Here are some useful directives:
#SBATCH -n nnn
Request nnn processors (cores). This should normally be a multiple of the number of processors on a node (16 for compute nodes and 32 for fat nodes). For example: #SBATCH -n 32
#SBATCH -t time
Request a run time. The format is hh:mm:ss or ddd-hh:mm:ss For example, #SBATCH -t 40:00:00 wil request 40 hours.
#SBATCH -p qname
Put the job in this queue (partition). For example, #SBATCH -n debug
#SBATCH -J name
The name will appear along with the job id number when querying running jobs on the system. The default is the name of the batch script, or just "sbatch" when the script is read from standard input. For example, #SBATCH -J=Chem01
#SBATCH -o fname
The script’s standard output ill be put in fname. The default is to put both standard output and standard error into a named slurm-nnn.out", where the nnn is the job number. For example, #SBATCH -o=Chem01.out
#SBATCH -e fname
The script’s standard error will be put in fname. The default is to put both standard output and standard error into a named slurm-nnn.out", where the nnn is the job number. For example, #SBATCH -e=Chem01.err
Notify user by email when certain event types occur. Valid type values are BEGIN, END, FAIL, REQUEUE, and ALL (any state change). The user to be notified is indicated with --mail-user. For example, #SBATCH --mail-type ALL
Email address of user to notify (see --mail-type). The default is the submitting user, which will go to the address in your .forward file. For example, #SBATCH --mail-user firstname.lastname@example.org
Use the man sbatch command to get more information about sbatch and its options.

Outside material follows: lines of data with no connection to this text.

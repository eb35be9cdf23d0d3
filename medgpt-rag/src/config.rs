//! Configuration for retrieval and index building.

use serde::{Deserialize, Serialize};

use crate::error::{RagError, Result};

/// Name of the collection the reference corpus is stored under.
pub const DEFAULT_COLLECTION: &str = "medical_books";

/// Configuration parameters for the [`Retriever`](crate::Retriever).
#[derive(Debug, Clone, Serialize, Deserialize, PartialEq)]
#[serde(default)]
pub struct RetrievalConfig {
    /// Collection that holds the indexed chunks.
    pub collection: String,
    /// Number of chunks returned per query.
    pub top_k: usize,
    /// Minimum similarity score for a chunk to count as relevant.
    ///
    /// `None` returns the nearest chunks whatever their score.
    pub similarity_threshold: Option<f32>,
    /// Maximum chunk size in characters, used when ingesting.
    pub chunk_size: usize,
    /// Number of overlapping characters between consecutive chunks, used when ingesting.
    pub chunk_overlap: usize,
}

impl Default for RetrievalConfig {
    fn default() -> Self {
        Self {
            collection: DEFAULT_COLLECTION.to_string(),
            top_k: 1,
            similarity_threshold: None,
            chunk_size: 1000,
            chunk_overlap: 200,
        }
    }
}

impl RetrievalConfig {
    /// Create a new builder for constructing a [`RetrievalConfig`].
    pub fn builder() -> RetrievalConfigBuilder {
        RetrievalConfigBuilder::default()
    }

    /// Check that the parameters are consistent.
    ///
    /// # Errors
    ///
    /// Returns [`RagError::ConfigError`] if:
    /// - `collection` is empty
    /// - `top_k == 0`
    /// - `chunk_size == 0` or `chunk_overlap >= chunk_size`
    /// - `similarity_threshold` is not a finite number
    pub fn validate(&self) -> Result<()> {
        if self.collection.trim().is_empty() {
            return Err(RagError::ConfigError("collection must not be empty".to_string()));
        }
        if self.top_k == 0 {
            return Err(RagError::ConfigError("top_k must be greater than zero".to_string()));
        }
        if self.chunk_size == 0 {
            return Err(RagError::ConfigError("chunk_size must be greater than zero".to_string()));
        }
        if self.chunk_overlap >= self.chunk_size {
            return Err(RagError::ConfigError(format!(
                "chunk_overlap ({}) must be less than chunk_size ({})",
                self.chunk_overlap, self.chunk_size
            )));
        }
        if let Some(threshold) = self.similarity_threshold {
            if !threshold.is_finite() {
                return Err(RagError::ConfigError(
                    "similarity_threshold must be a finite number".to_string(),
                ));
            }
        }
        Ok(())
    }
}

/// Builder for constructing a validated [`RetrievalConfig`].
#[derive(Debug, Clone, Default)]
pub struct RetrievalConfigBuilder {
    config: RetrievalConfig,
}

impl RetrievalConfigBuilder {
    /// Set the collection name.
    pub fn collection(mut self, name: impl Into<String>) -> Self {
        self.config.collection = name.into();
        self
    }

    /// Set the number of chunks returned per query.
    pub fn top_k(mut self, k: usize) -> Self {
        self.config.top_k = k;
        self
    }

    /// Drop chunks scoring below `threshold`.
    pub fn similarity_threshold(mut self, threshold: f32) -> Self {
        self.config.similarity_threshold = Some(threshold);
        self
    }

    /// Set the maximum chunk size in characters.
    pub fn chunk_size(mut self, size: usize) -> Self {
        self.config.chunk_size = size;
        self
    }

    /// Set the overlap between consecutive chunks in characters.
    pub fn chunk_overlap(mut self, overlap: usize) -> Self {
        self.config.chunk_overlap = overlap;
        self
    }

    /// Build the [`RetrievalConfig`], validating it first.
    pub fn build(self) -> Result<RetrievalConfig> {
        self.config.validate()?;
        Ok(self.config)
    }
}

#[cfg(test)]
mod tests {
    use super::*;

    #[test]
    fn default_retrieves_single_chunk_without_threshold() {
        let config = RetrievalConfig::default();
        assert_eq!(config.top_k, 1);
        assert_eq!(config.similarity_threshold, None);
        assert!(config.validate().is_ok());
    }

    #[test]
    fn rejects_zero_top_k() {
        let err = RetrievalConfig::builder().top_k(0).build().unwrap_err();
        assert!(matches!(err, RagError::ConfigError(_)));
    }

    #[test]
    fn rejects_overlap_not_smaller_than_size() {
        assert!(RetrievalConfig::builder().chunk_size(100).chunk_overlap(100).build().is_err());
        assert!(RetrievalConfig::builder().chunk_size(100).chunk_overlap(99).build().is_ok());
    }

    #[test]
    fn rejects_nan_threshold() {
        assert!(RetrievalConfig::builder().similarity_threshold(f32::NAN).build().is_err());
    }

    #[test]
    fn partial_input_falls_back_to_defaults() {
        let config: RetrievalConfig = serde_json::from_str(r#"{"top_k": 3}"#).unwrap();
        assert_eq!(config.top_k, 3);
        assert_eq!(config.collection, DEFAULT_COLLECTION);
    }
}
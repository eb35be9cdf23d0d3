//! Property tests for in-memory vector store search ordering.

use std::collections::HashMap;

use medgpt_rag::document::Chunk;
use medgpt_rag::inmemory::InMemoryVectorStore;
use medgpt_rag::vectorstore::VectorStore;
use proptest::prelude::*;

/// Generate a non-zero L2-normalized embedding of the given dimension.
fn arb_normalized_embedding(dim: usize) -> impl Strategy<Value = Vec<f32>> {
    proptest::collection::vec(-1.0f32..1.0f32, dim).prop_filter_map(
        "non-zero embedding",
        |mut v| {
            let norm: f32 = v.iter().map(|x| x * x).sum::<f32>().sqrt();
            if norm < 1e-8 {
                return None;
            }
            for val in &mut v {
                *val /= norm;
            }
            Some(v)
        },
    )
}

fn arb_chunk(dim: usize) -> impl Strategy<Value = Chunk> {
    ("[a-z]{3,8}", "[a-z ]{5,30}", arb_normalized_embedding(dim)).prop_map(
        |(id, text, embedding)| Chunk {
            id,
            text,
            embedding,
            metadata: HashMap::new(),
            document_id: "harrison".to_string(),
        },
    )
}

mod search_ordering {
    use super::*;

    const DIM: usize = 16;

    proptest! {
        #![proptest_config(ProptestConfig::with_cases(100))]

        /// Results come back by descending cosine score and never exceed `top_k`.
        #[test]
        fn results_ordered_descending_and_bounded_by_top_k(
            chunks in proptest::collection::vec(arb_chunk(DIM), 1..20),
            query in arb_normalized_embedding(DIM),
            top_k in 1usize..25,
        ) {
            let rt = tokio::runtime::Runtime::new().unwrap();
            let (results, unique_count) = rt.block_on(async {
                let store = InMemoryVectorStore::new();
                store.create_collection("test", DIM).await.unwrap();

                let mut deduped: HashMap<String, Chunk> = HashMap::new();
                for chunk in &chunks {
                    deduped.entry(chunk.id.clone()).or_insert_with(|| chunk.clone());
                }
                let unique_chunks: Vec<Chunk> = deduped.into_values().collect();
                let count = unique_chunks.len();

                store.upsert("test", &unique_chunks).await.unwrap();
                let results = store.search("test", &query, top_k).await.unwrap();
                (results, count)
            });

            prop_assert!(results.len() <= top_k);
            prop_assert_eq!(results.len(), top_k.min(unique_count));

            for window in results.windows(2) {
                prop_assert!(
                    window[0].score >= window[1].score,
                    "results not in descending order: {} < {}",
                    window[0].score,
                    window[1].score,
                );
            }
        }
    }
}

#[tokio::test]
async fn missing_collection_is_an_error() {
    let store = InMemoryVectorStore::new();
    assert!(store.search("nope", &[1.0, 0.0], 1).await.is_err());
    assert!(store.count("nope").await.is_err());
}

#[tokio::test]
async fn delete_removes_chunks() {
    let store = InMemoryVectorStore::new();
    store.create_collection("c", 2).await.unwrap();
    let chunk = Chunk {
        id: "a".into(),
        text: "aspirin".into(),
        embedding: vec![1.0, 0.0],
        metadata: HashMap::new(),
        document_id: "d".into(),
    };
    store.upsert("c", &[chunk]).await.unwrap();
    assert_eq!(store.count("c").await.unwrap(), 1);
    store.delete("c", &["a"]).await.unwrap();
    assert_eq!(store.count("c").await.unwrap(), 0);
}

#[tokio::test]
async fn equal_scores_are_ordered_by_chunk_id() {
    let store = InMemoryVectorStore::new();
    store.create_collection("c", 2).await.unwrap();
    let chunks: Vec<Chunk> = ["delta", "alpha", "charlie", "bravo"]
        .into_iter()
        .map(|id| Chunk {
            id: id.into(),
            text: format!("{id} passage"),
            embedding: vec![1.0, 1.0],
            metadata: HashMap::new(),
            document_id: "d".into(),
        })
        .collect();
    store.upsert("c", &chunks).await.unwrap();

    let all = store.search("c", &[1.0, 1.0], 4).await.unwrap();
    let ids: Vec<&str> = all.iter().map(|r| r.chunk.id.as_str()).collect();
    assert_eq!(ids, vec!["alpha", "bravo", "charlie", "delta"]);

    for _ in 0..8 {
        let top = store.search("c", &[1.0, 1.0], 1).await.unwrap();
        assert_eq!(top[0].chunk.id, "alpha");
    }
}
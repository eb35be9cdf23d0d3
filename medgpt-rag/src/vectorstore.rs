//! Vector store trait for storing and searching chunk embeddings.

use async_trait::async_trait;

use crate::document::{Chunk, SearchResult};
use crate::error::Result;

/// A storage backend for chunk embeddings with similarity search.
///
/// Implementations manage named collections of [`Chunk`]s and support
/// upserting, deleting, and searching by vector similarity.
///
/// # Example
///
/// ```rust,ignore
/// use medgpt_rag::{VectorStore, InMemoryVectorStore};
///
/// let store = InMemoryVectorStore::new();
/// store.create_collection("medical_books", 1024).await?;
/// store.upsert("medical_books", &chunks).await?;
/// let results = store.search("medical_books", &query_embedding, 1).await?;
/// ```
#[async_trait]
pub trait VectorStore: Send + Sync {
    /// Create a named collection. No-op if it already exists.
    async fn create_collection(&self, name: &str, dimensions: usize) -> Result<()>;

    /// Delete a named collection and all its data.
    async fn delete_collection(&self, name: &str) -> Result<()>;

    /// Upsert chunks into a collection. Chunks must have embeddings set.
    async fn upsert(&self, collection: &str, chunks: &[Chunk]) -> Result<()>;

    /// Delete chunks by their IDs from a collection.
    async fn delete(&self, collection: &str, ids: &[&str]) -> Result<()>;

    /// Search for the `top_k` most similar chunks to the given embedding.
    ///
    /// Returns results ordered by descending similarity score.
    async fn search(
        &self,
        collection: &str,
        embedding: &[f32],
        top_k: usize,
    ) -> Result<Vec<SearchResult>>;

    /// Number of chunks stored in a collection.
    async fn count(&self, collection: &str) -> Result<usize>;
}

/// Compute cosine similarity between two vectors.
///
/// Returns 0.0 if either vector has zero magnitude.
pub(crate) fn cosine_similarity(a: &[f32], b: &[f32]) -> f32 {
    let dot: f32 = a.iter().zip(b.iter()).map(|(x, y)| x * y).sum();
    let norm_a: f32 = a.iter().map(|x| x * x).sum::<f32>().sqrt();
    let norm_b: f32 = b.iter().map(|x| x * x).sum::<f32>().sqrt();
    if norm_a == 0.0 || norm_b == 0.0 {
        return 0.0;
    }
    dot / (norm_a * norm_b)
}

/// Score every chunk against `embedding` and keep the `top_k` best, highest first.
pub(crate) fn rank<'a>(
    chunks: impl Iterator<Item = &'a Chunk>,
    embedding: &[f32],
    top_k: usize,
) -> Vec<SearchResult> {
    let mut scored: Vec<SearchResult> = chunks
        .map(|chunk| {
            let score = cosine_similarity(&chunk.embedding, embedding);
            SearchResult { chunk: chunk.clone(), score }
        })
        .collect();

    // Equal scores fall back to chunk id so results do not depend on map order.
    scored.sort_by(|a, b| {
        b.score
            .partial_cmp(&a.score)
            .unwrap_or(std::cmp::Ordering::Equal)
            .then_with(|| a.chunk.id.cmp(&b.chunk.id))
    });
    scored.truncate(top_k);
    scored
}
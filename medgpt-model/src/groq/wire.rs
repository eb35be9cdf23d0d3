//! OpenAI-compatible chat-completions wire types.

use serde::{Deserialize, Serialize};

use crate::error::{ModelError, Result};
use crate::message::PromptMessage;

/// Sentinel payload that ends an OpenAI-style event stream.
pub const DONE_SENTINEL: &str = "[DONE]";

#[derive(Debug, Clone, Serialize)]
pub struct ChatCompletionRequest<'a> {
    pub model: &'a str,
    pub messages: &'a [PromptMessage],
    pub temperature: f32,
    pub max_tokens: u32,
    pub stream: bool,
}

#[derive(Debug, Clone, Deserialize)]
pub struct ChatCompletionChunk {
    #[serde(default)]
    pub choices: Vec<ChunkChoice>,
    #[serde(default)]
    pub error: Option<ApiErrorBody>,
}

#[derive(Debug, Clone, Deserialize)]
pub struct ChunkChoice {
    #[serde(default)]
    pub delta: Delta,
    #[serde(default)]
    pub finish_reason: Option<String>,
}

#[derive(Debug, Clone, Default, Deserialize)]
pub struct Delta {
    #[serde(default)]
    pub content: Option<String>,
}

#[derive(Debug, Clone, Deserialize)]
pub struct ApiErrorBody {
    pub message: String,
}

/// Envelope used by error responses with a non-2xx status.
#[derive(Debug, Clone, Deserialize)]
pub struct ErrorResponse {
    pub error: ApiErrorBody,
}

/// What a single event-stream payload means for the consumer.
#[derive(Debug, Clone, PartialEq, Eq)]
pub enum StreamEvent {
    /// Non-empty answer text.
    Fragment(String),
    /// A keep-alive, role-only delta or finish marker with no text.
    Skip,
    /// End of stream.
    Done,
}

/// Decode one `data:` payload.
///
/// Empty deltas are skipped rather than surfaced as empty fragments.
pub fn decode_event(provider: &str, data: &str) -> Result<StreamEvent> {
    let data = data.trim();
    if data.is_empty() {
        return Ok(StreamEvent::Skip);
    }
    if data == DONE_SENTINEL {
        return Ok(StreamEvent::Done);
    }

    let chunk: ChatCompletionChunk =
        serde_json::from_str(data).map_err(|e| ModelError::MalformedResponse {
            provider: provider.to_string(),
            message: format!("undecodable stream chunk: {e}"),
        })?;

    if let Some(error) = chunk.error {
        return Err(ModelError::Api {
            provider: provider.to_string(),
            status: None,
            message: error.message,
        });
    }

    let text = chunk
        .choices
        .into_iter()
        .next()
        .and_then(|choice| choice.delta.content)
        .unwrap_or_default();

    if text.is_empty() { Ok(StreamEvent::Skip) } else { Ok(StreamEvent::Fragment(text)) }
}
//! Property tests for prompt assembly.

use medgpt_agent::PromptAssembler;
use medgpt_model::Role;
use medgpt_rag::{Chunk, RetrievalResult, SearchResult};
use proptest::prelude::*;

fn context(texts: &[String]) -> RetrievalResult {
    RetrievalResult::new(
        texts
            .iter()
            .enumerate()
            .map(|(i, text)| SearchResult {
                chunk: Chunk {
                    id: format!("chunk-{i}"),
                    text: text.clone(),
                    embedding: vec![0.0; 4],
                    metadata: Default::default(),
                    document_id: "book".into(),
                },
                score: 1.0 / (i as f32 + 1.0),
            })
            .collect(),
    )
}

proptest! {
    #[test]
    fn build_is_deterministic(query in "\\PC{1,80}", texts in prop::collection::vec("\\PC{0,120}", 0..3)) {
        let assembler = PromptAssembler::new();
        let ctx = context(&texts);

        let first = assembler.build(&query, &ctx);
        let second = assembler.build(&query, &ctx);

        prop_assert_eq!(first, second);
    }

    #[test]
    fn final_message_embeds_context_then_question(
        query in "[a-zA-Z0-9 ?]{1,60}",
        texts in prop::collection::vec("[a-zA-Z0-9 ,.]{0,80}", 0..3),
    ) {
        let messages = PromptAssembler::new().build(&query, &context(&texts));
        let last = messages.last().unwrap();

        prop_assert_eq!(messages.len(), 4);
        prop_assert_eq!(last.role, Role::User);
        prop_assert_eq!(&last.content, &format!("{}\n\nQ: {}\nA:", texts.join("\n"), query));
    }
}
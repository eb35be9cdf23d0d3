//! Error types for the `medgpt-rag` crate.

use thiserror::Error;

/// Errors that can occur while embedding, storing, or retrieving chunks.
#[derive(Debug, Error)]
pub enum RagError {
    /// An error occurred during embedding generation.
    #[error("Embedding error ({provider}): {message}")]
    EmbeddingError {
        /// The embedding provider that produced the error.
        provider: String,
        /// A description of the failure.
        message: String,
    },

    /// An error occurred in the vector store backend.
    #[error("Vector store error ({backend}): {message}")]
    VectorStoreError {
        /// The vector store backend that produced the error.
        backend: String,
        /// A description of the failure.
        message: String,
    },

    /// An error occurred during document chunking.
    #[error("Chunking error: {0}")]
    ChunkingError(String),

    /// A configuration validation error.
    #[error("Configuration error: {0}")]
    ConfigError(String),

    /// An error in retrieval or ingestion orchestration.
    #[error("Pipeline error: {0}")]
    PipelineError(String),

    /// A filesystem error from an on-disk store.
    #[error(transparent)]
    Io(#[from] std::io::Error),
}

impl RagError {
    pub(crate) fn store(backend: &str, message: impl Into<String>) -> Self {
        Self::VectorStoreError { backend: backend.to_string(), message: message.into() }
    }
}

/// A convenience result type for retrieval operations.
pub type Result<T> = std::result::Result<T, RagError>;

- Run your job from the scratch disk (~/scratch) for the best performance, especially if it does any significant amount of disk I/O.
- You will normally use either OpenMPI or the Intel MPI to run your job across more than one node. Put the mpirun command in your job script.
- Some jobs may require more memory and the cores will have to be spread out on more nodes. See slurm documentation on how to do this.
- If you have a lot of single node jobs or serial jobs that will each run for approximately the same amount of time you can bundle them. If you jobs vary greatly in time contact a consultant on how to bundle them.